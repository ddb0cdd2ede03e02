pub mod plan;
pub mod run;
pub mod types;

pub use plan::{RunMode, RunPlan};
pub use run::{execute, run_plan, run_steps};
pub use types::{HarnessError, HarnessResult, RunConfig};
use clap::Parser;
use std::path::PathBuf;
use std::process;
use tracing_subscriber::EnvFilter;

use web_vision::driver::{ChromeConfig, ChromePage};
use web_vision::harness::{RunConfig, RunPlan, run_plan};
use web_vision::report::ConsoleReporter;

/// Web Vision - visual regression testing for web UIs
#[derive(Parser, Debug)]
#[command(
    name = "web-vision",
    about = "Drive a headless browser through scripted actions and verify captures against reference images",
    after_help = "ENVIRONMENT VARIABLES:\n\
        WEB_VISION_SHOT_DIR     Scratch directory for screenshots\n\
        WEB_VISION_WAIT_MS      Single-shot wait before capture (ms)\n\
        WEB_VISION_VIEWPORT     Browser viewport (hd, fhd, qhd, or WxH)\n\
        WEB_VISION_SESSION_ID   Session id appended to the target URI"
)]
struct Args {
    /// Target URI to navigate to
    #[arg(long)]
    uri: String,

    /// Reference image for single-shot comparison (mutually exclusive with --script)
    #[arg(long)]
    reference: Option<PathBuf>,

    /// JSON step script for scripted mode (mutually exclusive with --reference)
    #[arg(long)]
    script: Option<PathBuf>,

    /// Enable or disable PSNR comparison of captures
    #[arg(long, default_value_t = true, action = clap::ArgAction::Set)]
    psnr: bool,

    /// Directory for screenshot artifacts (default: configured scratch dir)
    #[arg(short, long, env = "WEB_VISION_SHOT_DIR")]
    output: Option<PathBuf>,

    /// Print the run result as JSON
    #[arg(long)]
    json: bool,

    /// Run with a visible browser window instead of headless
    #[arg(long)]
    headed: bool,
}

fn main() {
    tracing_subscriber::fmt()
        .with_env_filter(EnvFilter::from_default_env())
        .with_writer(std::io::stderr)
        .init();

    let args = Args::parse();

    let mut config = RunConfig::new(args.uri).calc_psnr(args.psnr);
    if let Some(reference) = args.reference {
        config = config.reference(reference);
    }
    if let Some(script) = args.script {
        config = config.script(script);
    }
    if let Some(output) = args.output {
        config = config.shot_dir(output);
    }

    // Configuration errors terminate before any browser is launched.
    let plan = match RunPlan::resolve(&config) {
        Ok(plan) => plan,
        Err(err) => {
            eprintln!("error: {}", err);
            process::exit(1);
        }
    };

    let chrome_config = ChromeConfig {
        headless: !args.headed,
        ..ChromeConfig::default()
    };
    let mut driver = match ChromePage::launch(chrome_config) {
        Ok(driver) => driver,
        Err(err) => {
            eprintln!("error: {}", err);
            process::exit(1);
        }
    };

    let mut reporter = ConsoleReporter;
    let result = run_plan(&plan, &mut driver, &mut reporter);

    if args.json {
        match serde_json::to_string_pretty(&result) {
            Ok(text) => println!("{}", text),
            Err(err) => eprintln!("error: could not serialize result: {}", err),
        }
    } else {
        if let Some(error) = &result.error {
            eprintln!("failed: {}", error);
        }
        println!(
            "run {}: {} capture(s)",
            if result.passed { "passed" } else { "failed" },
            result.captures.len()
        );
        for capture in &result.captures {
            let detail = capture
                .verdict
                .detail
                .as_deref()
                .unwrap_or(if capture.verdict.passed { "ok" } else { "failed" });
            println!(
                "  {} -> {} [{}]",
                if capture.label.is_empty() { "(no ref)" } else { capture.label.as_str() },
                capture.screenshot_path.display(),
                detail
            );
        }
    }

    process::exit(if result.passed { 0 } else { 1 });
}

WORK ITEM: The complete listing above is to be output again exactly.

EXERCISE RESPONSE:
repository ddb0cdd2ede03e02
pub mod plan;
pub mod run;
pub mod types;

pub use plan::{RunMode, RunPlan};
pub use run::{execute, run_plan, run_steps};
pub use types::{HarnessError, HarnessResult, RunConfig};
use clap::Parser;
use std::path::PathBuf;
use std::process;
use tracing_subscriber::EnvFilter;

use web_vision::driver::{ChromeConfig, ChromePage};
use web_vision::harness::{RunConfig, RunPlan, run_plan};
use web_vision::report::ConsoleReporter;

/// Web Vision - visual regression testing for web UIs
#[derive(Parser, Debug)]
#[command(
    name = "web-vision",
    about = "Drive a headless browser through scripted actions and verify captures against reference images",
    after_help = "ENVIRONMENT VARIABLES:\n\
        WEB_VISION_SHOT_DIR     Scratch directory for screenshots\n\
        WEB_VISION_WAIT_MS      Single-shot wait before capture (ms)\n\
        WEB_VISION_VIEWPORT     Browser viewport (hd, fhd, qhd, or WxH)\n\
        WEB_VISION_SESSION_ID   Session id appended to the target URI"
)]
struct Args {
    /// Target URI to navigate to
    #[arg(long)]
    uri: String,

    /// Reference image for single-shot comparison (mutually exclusive with --script)
    #[arg(long)]
    reference: Option<PathBuf>,

    /// JSON step script for scripted mode (mutually exclusive with --reference)
    #[arg(long)]
    script: Option<PathBuf>,

    /// Enable or disable PSNR comparison of captures
    #[arg(long, default_value_t = true, action = clap::ArgAction::Set)]
    psnr: bool,

    /// Directory for screenshot artifacts (default: configured scratch dir)
    #[arg(short, long, env = "WEB_VISION_SHOT_DIR")]
    output: Option<PathBuf>,

    /// Print the run result as JSON
    #[arg(long)]
    json: bool,

    /// Run with a visible browser window instead of headless
    #[arg(long)]
    headed: bool,
}

fn main() {
    tracing_subscriber::fmt()
        .with_env_filter(EnvFilter::from_default_env())
        .with_writer(std::io::stderr)
        .init();

    let args = Args::parse();

    let mut config = RunConfig::new(args.uri).calc_psnr(args.psnr);
    if let Some(reference) = args.reference {
        config = config.reference(reference);
    }
    if let Some(script) = args.script {
        config = config.script(script);
    }
    if let Some(output) = args.output {
        config = config.shot_dir(output);
    }

    // Configuration errors terminate before any browser is launched.
    let plan = match RunPlan::resolve(&config) {
        Ok(plan) => plan,
        Err(err) => {
            eprintln!("error: {}", err);
            process::exit(1);
        }
    };

    let chrome_config = ChromeConfig {
        headless: !args.headed,
        ..ChromeConfig::default()
    };
    let mut driver = match ChromePage::launch(chrome_config) {
        Ok(driver) => driver,
        Err(err) => {
            eprintln!("error: {}", err);
            process::exit(1);
        }
    };

    let mut reporter = ConsoleReporter;
    let result = run_plan(&plan, &mut driver, &mut reporter);

    if args.json {
        match serde_json::to_string_pretty(&result) {
            Ok(text) => println!("{}", text),
            Err(err) => eprintln!("error: could not serialize result: {}", err),
        }
    } else {
        if let Some(error) = &result.error {
            eprintln!("failed: {}", error);
        }
        println!(
            "run {}: {} capture(s)",
            if result.passed { "passed" } else { "failed" },
            result.captures.len()
        );
        for capture in &result.captures {
            let detail = capture
                .verdict
                .detail
                .as_deref()
                .unwrap_or(if capture.verdict.passed { "ok" } else { "failed" });
            println!(
                "  {} -> {} [{}]",
                if capture.label.is_empty() { "(no ref)" } else { capture.label.as_str() },
                capture.screenshot_path.display(),
                detail
            );
        }
    }

    process::exit(if result.passed { 0 } else { 1 });
}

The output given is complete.